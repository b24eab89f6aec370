//! EmberKV - A Minimal RESP Key-Value Server
//!
//! This is the main entry point for the EmberKV server.
//! It parses the command line, sets up logging, and runs the event loop.

use anyhow::Context;
use clap::Parser;
use emberkv::commands::CommandHandler;
use emberkv::config::{ServerConfig, DEFAULT_MAX_CLIENTS};
use emberkv::reactor::Server;
use emberkv::storage::Store;
use std::time::Duration;
use tracing::info;
use tracing_subscriber::EnvFilter;

/// Command-line options
#[derive(Parser, Debug)]
#[command(name = "emberkv", version, about = "A minimal RESP key-value server", long_about = None)]
struct Cli {
    /// Host to bind to
    #[arg(long, default_value = emberkv::DEFAULT_HOST)]
    host: String,

    /// Port to listen on
    #[arg(short, long, default_value_t = emberkv::DEFAULT_PORT)]
    port: u16,

    /// Maximum number of connected clients (also the listen backlog)
    #[arg(long, default_value_t = DEFAULT_MAX_CLIENTS)]
    max_clients: usize,

    /// Upper bound in milliseconds on one multiplexer wait
    #[arg(long, default_value_t = 100)]
    poll_timeout_ms: u64,

    /// Log level used when RUST_LOG is not set
    #[arg(long, default_value = "info")]
    log_level: String,
}

impl From<Cli> for ServerConfig {
    fn from(cli: Cli) -> Self {
        Self {
            host: cli.host,
            port: cli.port,
            max_clients: cli.max_clients,
            poll_timeout: Duration::from_millis(cli.poll_timeout_ms),
        }
    }
}

fn print_banner(config: &ServerConfig) {
    println!(
        r#"
EmberKV v{} - Minimal RESP Key-Value Server
──────────────────────────────────────────────
Listening on {} (max {} clients)
Ready to accept connections.

Use Ctrl+C to stop.
"#,
        emberkv::VERSION,
        config.bind_address(),
        config.max_clients
    );
}

fn main() -> anyhow::Result<()> {
    let cli = Cli::parse();

    // RUST_LOG wins over --log-level
    let filter = EnvFilter::try_from_default_env()
        .or_else(|_| EnvFilter::try_new(&cli.log_level))
        .with_context(|| format!("invalid log level '{}'", cli.log_level))?;

    tracing_subscriber::fmt()
        .with_env_filter(filter)
        .with_target(false)
        .with_thread_ids(false)
        .with_file(false)
        .with_line_number(false)
        .init();

    let config = ServerConfig::from(cli);

    let handler = CommandHandler::new(Store::new());
    let server = Server::bind(config.clone(), handler)
        .with_context(|| format!("failed to start server on {}", config.bind_address()))?;

    print_banner(&config);
    info!(
        addr = %server.local_addr().context("listener has no local address")?,
        "Listening"
    );

    server.run().context("event loop terminated")?;

    info!("Server shutdown complete");
    Ok(())
}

◆ Exercise directions
Make a word-for-word transcription of the listing above.

◆ Result for this task
repository b24eab89f6aec370
//! EmberKV - A Minimal RESP Key-Value Server
//!
//! This is the main entry point for the EmberKV server.
//! It parses the command line, sets up logging, and runs the event loop.

use anyhow::Context;
use clap::Parser;
use emberkv::commands::CommandHandler;
use emberkv::config::{ServerConfig, DEFAULT_MAX_CLIENTS};
use emberkv::reactor::Server;
use emberkv::storage::Store;
use std::time::Duration;
use tracing::info;
use tracing_subscriber::EnvFilter;

/// Command-line options
#[derive(Parser, Debug)]
#[command(name = "emberkv", version, about = "A minimal RESP key-value server", long_about = None)]
struct Cli {
    /// Host to bind to
    #[arg(long, default_value = emberkv::DEFAULT_HOST)]
    host: String,

    /// Port to listen on
    #[arg(short, long, default_value_t = emberkv::DEFAULT_PORT)]
    port: u16,

    /// Maximum number of connected clients (also the listen backlog)
    #[arg(long, default_value_t = DEFAULT_MAX_CLIENTS)]
    max_clients: usize,

    /// Upper bound in milliseconds on one multiplexer wait
    #[arg(long, default_value_t = 100)]
    poll_timeout_ms: u64,

    /// Log level used when RUST_LOG is not set
    #[arg(long, default_value = "info")]
    log_level: String,
}

impl From<Cli> for ServerConfig {
    fn from(cli: Cli) -> Self {
        Self {
            host: cli.host,
            port: cli.port,
            max_clients: cli.max_clients,
            poll_timeout: Duration::from_millis(cli.poll_timeout_ms),
        }
    }
}

fn print_banner(config: &ServerConfig) {
    println!(
        r#"
EmberKV v{} - Minimal RESP Key-Value Server
──────────────────────────────────────────────
Listening on {} (max {} clients)
Ready to accept connections.

Use Ctrl+C to stop.
"#,
        emberkv::VERSION,
        config.bind_address(),
        config.max_clients
    );
}

fn main() -> anyhow::Result<()> {
    let cli = Cli::parse();

    // RUST_LOG wins over --log-level
    let filter = EnvFilter::try_from_default_env()
        .or_else(|_| EnvFilter::try_new(&cli.log_level))
        .with_context(|| format!("invalid log level '{}'", cli.log_level))?;

    tracing_subscriber::fmt()
        .with_env_filter(filter)
        .with_target(false)
        .with_thread_ids(false)
        .with_file(false)
        .with_line_number(false)
        .init();

    let config = ServerConfig::from(cli);

    let handler = CommandHandler::new(Store::new());
    let server = Server::bind(config.clone(), handler)
        .with_context(|| format!("failed to start server on {}", config.bind_address()))?;

    print_banner(&config);
    info!(
        addr = %server.local_addr().context("listener has no local address")?,
        "Listening"
    );

    server.run().context("event loop terminated")?;

    info!("Server shutdown complete");
    Ok(())
}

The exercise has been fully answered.